Gillian Russell's brilliant and innovative book Women, Sociability and Theatre in Georgian London combines several focuses into a clever and insightful analysis of women, culture, and late Georgian theatre, replete with substantial illustrations. Concentrating on the 1760s and 1770s, Russell argues that the increasing visibility of women in public life created an atmosphere of anxiety, scandal, crisis, and even opportunity, manifested in "a complex interpenetration of issues of gender, sexuality, class, economics, empire and nationhood" (p. 2). As part of the Cambridge Studies in Romanticism Series, Russell's book details a "revolution in the modes of sociability" that served as a prelude to the more political decade of the 1790s (p. 4).

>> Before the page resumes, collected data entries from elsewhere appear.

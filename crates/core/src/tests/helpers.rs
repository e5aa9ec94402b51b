// Copyright (C) 2026 The Hemolink Authors
// Use of this source code is governed by an MIT-style
// license that can be found in the LICENSE file or at
// https://opensource.org/licenses/MIT.

use crate::{
    ChangeEvent, ChangeFeed, DonationStore, RequestUpdate, StoreError, Subscription, UpdateResult,
};
use async_trait::async_trait;
use hemolink_domain::{
    BloodRequest, BloodType, DonationId, DonationRecord, DonationStatus, NewBloodRequest,
    NewDonation, RequestId, RequestStatus, Role, Urgency, UserId, UserProfile,
};
use std::collections::{BTreeMap, BTreeSet};
use std::sync::atomic::{AtomicBool, AtomicU32, Ordering};
use std::sync::Mutex;
use std::time::Duration;
use time::OffsetDateTime;
use time::macros::{date, datetime};
use tokio::sync::broadcast;

pub fn test_time() -> OffsetDateTime {
    datetime!(2026-03-01 09:00 UTC)
}

pub fn user(id: &str) -> UserId {
    UserId::new(id).unwrap()
}

pub fn create_test_donor(id: &str, blood_type: BloodType) -> UserProfile {
    let mut profile: UserProfile = UserProfile::new(
        user(id),
        format!("Donor {id}"),
        Role::Donor,
        Some(blood_type),
        true,
    );
    profile.affiliation = Some(String::from("City College"));
    profile
}

pub fn create_test_recipient(id: &str, blood_type: Option<BloodType>) -> UserProfile {
    UserProfile::new(
        user(id),
        format!("Recipient {id}"),
        Role::Recipient,
        blood_type,
        false,
    )
}

pub fn create_test_new_request(
    recipient: &str,
    blood_type: BloodType,
    quantity: u32,
) -> NewBloodRequest {
    NewBloodRequest {
        recipient_id: user(recipient),
        blood_type,
        quantity,
        urgency: Urgency::High,
        reason: Some(String::from("Surgery")),
        required_date: date!(2026 - 03 - 10),
    }
}

/// Waits until the subscription's current value satisfies `predicate`.
pub async fn wait_for<T: Clone>(
    subscription: &mut Subscription<T>,
    predicate: impl Fn(&T) -> bool,
) -> T {
    tokio::time::timeout(Duration::from_secs(5), async {
        loop {
            let current: T = subscription.current();
            if predicate(&current) {
                return current;
            }
            assert!(subscription.changed().await, "live query stopped");
        }
    })
    .await
    .expect("timed out waiting for live query")
}

#[derive(Default)]
struct StoreState {
    profiles: BTreeMap<UserId, UserProfile>,
    requests: BTreeMap<RequestId, BloodRequest>,
    donations: BTreeMap<DonationId, DonationRecord>,
    next_request_id: i64,
    next_donation_id: i64,
}

/// A store kept in memory that yields before every round trip so that
/// concurrent callers interleave between reads and writes.
#[derive(Default)]
pub struct InMemoryStore {
    state: Mutex<StoreState>,
    feed: ChangeFeed,
    pub fail_profile_reads: AtomicBool,
    pub fail_insert_donation: AtomicBool,
    pub fail_request_update: AtomicBool,
    pub fail_donor_stats: AtomicBool,
    pub forced_conflicts: AtomicU32,
}

impl InMemoryStore {
    pub fn new() -> Self {
        Self::default()
    }

    fn with_state<R>(&self, f: impl FnOnce(&mut StoreState) -> R) -> R {
        let mut state = self.state.lock().unwrap();
        f(&mut state)
    }

    pub fn insert_profile(&self, profile: UserProfile) {
        self.with_state(|s| {
            s.profiles.insert(profile.user_id.clone(), profile);
        });
    }

    pub fn profile(&self, id: &str) -> Option<UserProfile> {
        self.with_state(|s| s.profiles.get(&user(id)).cloned())
    }

    pub fn request(&self, id: RequestId) -> Option<BloodRequest> {
        self.with_state(|s| s.requests.get(&id).cloned())
    }

    pub fn donation_count(&self) -> usize {
        self.with_state(|s| s.donations.len())
    }

    fn unavailable(flag: &AtomicBool, what: &str) -> Result<(), StoreError> {
        if flag.load(Ordering::SeqCst) {
            return Err(StoreError::Unavailable(format!("{what} timed out")));
        }
        Ok(())
    }
}

#[async_trait]
impl DonationStore for InMemoryStore {
    async fn get_profile(&self, user_id: &UserId) -> Result<Option<UserProfile>, StoreError> {
        tokio::task::yield_now().await;
        Self::unavailable(&self.fail_profile_reads, "profile read")?;
        Ok(self.with_state(|s| s.profiles.get(user_id).cloned()))
    }

    async fn list_profiles(&self) -> Result<Vec<UserProfile>, StoreError> {
        tokio::task::yield_now().await;
        Ok(self.with_state(|s| s.profiles.values().cloned().collect()))
    }

    async fn list_available_donors(
        &self,
        blood_types: &BTreeSet<BloodType>,
    ) -> Result<Vec<UserProfile>, StoreError> {
        tokio::task::yield_now().await;
        Self::unavailable(&self.fail_profile_reads, "donor query")?;
        Ok(self.with_state(|s| {
            s.profiles
                .values()
                .filter(|p| p.is_eligible_donor_for(blood_types))
                .cloned()
                .collect()
        }))
    }

    async fn upsert_profile(&self, profile: &UserProfile) -> Result<(), StoreError> {
        tokio::task::yield_now().await;
        self.with_state(|s| {
            let mut stored: UserProfile = profile.clone();
            if let Some(existing) = s.profiles.get(&profile.user_id) {
                stored.total_donations = existing.total_donations;
                stored.last_donation_date = existing.last_donation_date;
            }
            s.profiles.insert(stored.user_id.clone(), stored);
        });
        self.feed.publish(ChangeEvent::ProfileChanged {
            user_id: profile.user_id.clone(),
        });
        Ok(())
    }

    async fn record_donor_donation(
        &self,
        donor_id: &UserId,
        at: OffsetDateTime,
    ) -> Result<bool, StoreError> {
        tokio::task::yield_now().await;
        Self::unavailable(&self.fail_donor_stats, "donor update")?;
        let found: bool = self.with_state(|s| {
            s.profiles.get_mut(donor_id).is_some_and(|p| {
                p.total_donations += 1;
                p.last_donation_date = Some(at);
                p.is_available = false;
                true
            })
        });
        if found {
            self.feed.publish(ChangeEvent::ProfileChanged {
                user_id: donor_id.clone(),
            });
        }
        Ok(found)
    }

    async fn set_donor_availability(
        &self,
        donor_id: &UserId,
        available: bool,
    ) -> Result<bool, StoreError> {
        tokio::task::yield_now().await;
        let found: bool = self.with_state(|s| {
            s.profiles.get_mut(donor_id).is_some_and(|p| {
                p.is_available = available;
                true
            })
        });
        if found {
            self.feed.publish(ChangeEvent::ProfileChanged {
                user_id: donor_id.clone(),
            });
        }
        Ok(found)
    }

    async fn create_request(
        &self,
        request: &NewBloodRequest,
        at: OffsetDateTime,
    ) -> Result<BloodRequest, StoreError> {
        tokio::task::yield_now().await;
        let created: BloodRequest = self.with_state(|s| {
            s.next_request_id += 1;
            let created: BloodRequest = BloodRequest {
                request_id: RequestId::new(s.next_request_id),
                recipient_id: request.recipient_id.clone(),
                blood_type: request.blood_type,
                quantity: request.quantity,
                urgency: request.urgency,
                status: RequestStatus::Open,
                matched_donors: Vec::new(),
                reason: request.reason.clone(),
                required_date: request.required_date,
                revision: 0,
                created_at: at,
                updated_at: at,
            };
            s.requests.insert(created.request_id, created.clone());
            created
        });
        self.feed.publish(ChangeEvent::RequestChanged {
            request_id: created.request_id,
        });
        Ok(created)
    }

    async fn get_request(&self, request_id: RequestId) -> Result<Option<BloodRequest>, StoreError> {
        tokio::task::yield_now().await;
        Ok(self.with_state(|s| s.requests.get(&request_id).cloned()))
    }

    async fn list_requests(
        &self,
        status: Option<RequestStatus>,
    ) -> Result<Vec<BloodRequest>, StoreError> {
        tokio::task::yield_now().await;
        Ok(self.with_state(|s| {
            s.requests
                .values()
                .filter(|r| status.is_none_or(|st| r.status == st))
                .cloned()
                .collect()
        }))
    }

    async fn compare_and_update_request(
        &self,
        update: &RequestUpdate,
    ) -> Result<UpdateResult, StoreError> {
        tokio::task::yield_now().await;
        Self::unavailable(&self.fail_request_update, "request update")?;
        if self
            .forced_conflicts
            .fetch_update(Ordering::SeqCst, Ordering::SeqCst, |n| n.checked_sub(1))
            .is_ok()
        {
            return Ok(UpdateResult::Conflict);
        }

        let result: UpdateResult = self.with_state(|s| match s.requests.get_mut(&update.request_id) {
            None => UpdateResult::NotFound,
            Some(current) if current.revision != update.expected_revision => UpdateResult::Conflict,
            Some(current) => {
                current.quantity = update.quantity;
                current.status = update.status;
                current.matched_donors.clone_from(&update.matched_donors);
                current.updated_at = update.updated_at;
                current.revision += 1;
                UpdateResult::Applied(current.clone())
            }
        });
        if matches!(result, UpdateResult::Applied(_)) {
            self.feed.publish(ChangeEvent::RequestChanged {
                request_id: update.request_id,
            });
        }
        Ok(result)
    }

    async fn insert_donation(
        &self,
        donation: &NewDonation,
    ) -> Result<DonationRecord, StoreError> {
        tokio::task::yield_now().await;
        Self::unavailable(&self.fail_insert_donation, "donation insert")?;
        let record: DonationRecord = self.with_state(|s| {
            s.next_donation_id += 1;
            let record: DonationRecord = DonationRecord {
                donation_id: DonationId::new(s.next_donation_id),
                donor_id: donation.donor_id.clone(),
                request_id: donation.request_id,
                units: donation.units,
                blood_type: donation.blood_type,
                status: DonationStatus::Offered,
                offered_at: donation.offered_at,
                created_at: donation.offered_at,
                updated_at: donation.offered_at,
            };
            s.donations.insert(record.donation_id, record.clone());
            record
        });
        self.feed.publish(ChangeEvent::DonationRecorded {
            donation_id: record.donation_id,
            donor_id: record.donor_id.clone(),
            request_id: record.request_id,
        });
        Ok(record)
    }

    async fn get_donation(
        &self,
        donation_id: DonationId,
    ) -> Result<Option<DonationRecord>, StoreError> {
        tokio::task::yield_now().await;
        Ok(self.with_state(|s| s.donations.get(&donation_id).cloned()))
    }

    async fn update_donation_status(
        &self,
        donation_id: DonationId,
        status: DonationStatus,
        at: OffsetDateTime,
    ) -> Result<Option<DonationRecord>, StoreError> {
        tokio::task::yield_now().await;
        let updated: Option<DonationRecord> = self.with_state(|s| {
            s.donations.get_mut(&donation_id).map(|d| {
                d.status = status;
                d.updated_at = at;
                d.clone()
            })
        });
        if let Some(record) = &updated {
            self.feed.publish(ChangeEvent::DonationUpdated {
                donation_id,
                donor_id: record.donor_id.clone(),
            });
        }
        Ok(updated)
    }

    async fn list_donations_for_donor(
        &self,
        donor_id: &UserId,
    ) -> Result<Vec<DonationRecord>, StoreError> {
        tokio::task::yield_now().await;
        Ok(self.with_state(|s| {
            s.donations
                .values()
                .filter(|d| d.donor_id == *donor_id)
                .cloned()
                .collect()
        }))
    }

    fn changes(&self) -> broadcast::Receiver<ChangeEvent> {
        self.feed.subscribe()
    }
}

Organized in seven chapters plus an introduction and conclusion, Russell builds on recent work on women in public life by scholars such as Amanda Vickery and Elaine Chalus. Russell's particular contribution to this growing field is an analysis of "fashionable sociability" in the period, by which she means "a highly theatricalized and thoroughly feminized arena of social interaction, identified with, though not the sole preserve of, the female aristocracy and upper gentry" (p. 10). She also looks at what she calls "domiciliary sociability," or "the range of activities—balls, assemblies, masquerades, theatricals, dinners, card-parties and general visiting—conducted in the household, by which elite women in particular were able to claim a role for themselves in mid-eighteenth-century public culture" (p. 11), as a potential source of power, knowledge, and influence.

One of the many valuable aspects of Russell's book is her ability to recreate a female community from diverse angles—to link women writers and intellectuals (like Fanny Burney) with women of fashion (like actress Frances Abington), who "shared a taste for display and theatricality, for lavish interior design and fine clothing" but do not often share company in literary or cultural analyses (p. 4). In addition, Russell maintains that these associations held additional importance in that the theatre and other venues and modes of entertainment were not peripheral to "'real' politics or 'real' culture" but were instead "revelatory of a broader cultural politics" crucial to Britain in the late eighteenth century (p. 13).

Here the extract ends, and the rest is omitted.